- **Work item**:
Could you show all lines in the entries below that contain the string "return"?
◆ ◆ ◆ ◆ ◆ ◆ ◆
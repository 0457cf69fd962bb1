//! Numeric helpers shared by widgets.

/// Sum a sequence of numbers left to right.
///
/// Summation order matches the order cumulative positions are computed in,
/// so the final prefix sum of a sequence equals its total exactly.
#[must_use]
pub fn sum_numeric(values: &[f64]) -> f64 {
    values.iter().fold(0.0, |acc, v| acc + v)
}

/// Format a number the way it appears in labels.
///
/// Uses the shortest decimal that round-trips, without a trailing `.0`.
/// Magnitudes from `1e21` up and below `1e-6` switch to exponent form with
/// a signed exponent (`1e+21`, `1.5e-7`). Negative zero prints as `0`.
#[must_use]
pub fn format_number(value: f64) -> String {
    if value == 0.0 {
        return "0".into();
    }
    if value.is_infinite() {
        return if value > 0.0 { "Infinity" } else { "-Infinity" }.into();
    }
    let magnitude = value.abs();
    if magnitude >= 1e21 || magnitude < 1e-6 {
        let formatted = format!("{value:e}");
        return match formatted.split_once('e') {
            Some((mantissa, exponent)) if !exponent.starts_with('-') => {
                format!("{mantissa}e+{exponent}")
            }
            _ => formatted,
        };
    }
    value.to_string()
}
◆ ◆ ◆ ◆ ◆ ◆ ◆
- **Output for this exercise**:
        return "0".into();
        return if value > 0.0 { "Infinity" } else { "-Infinity" }.into();
        return match formatted.split_once('e') {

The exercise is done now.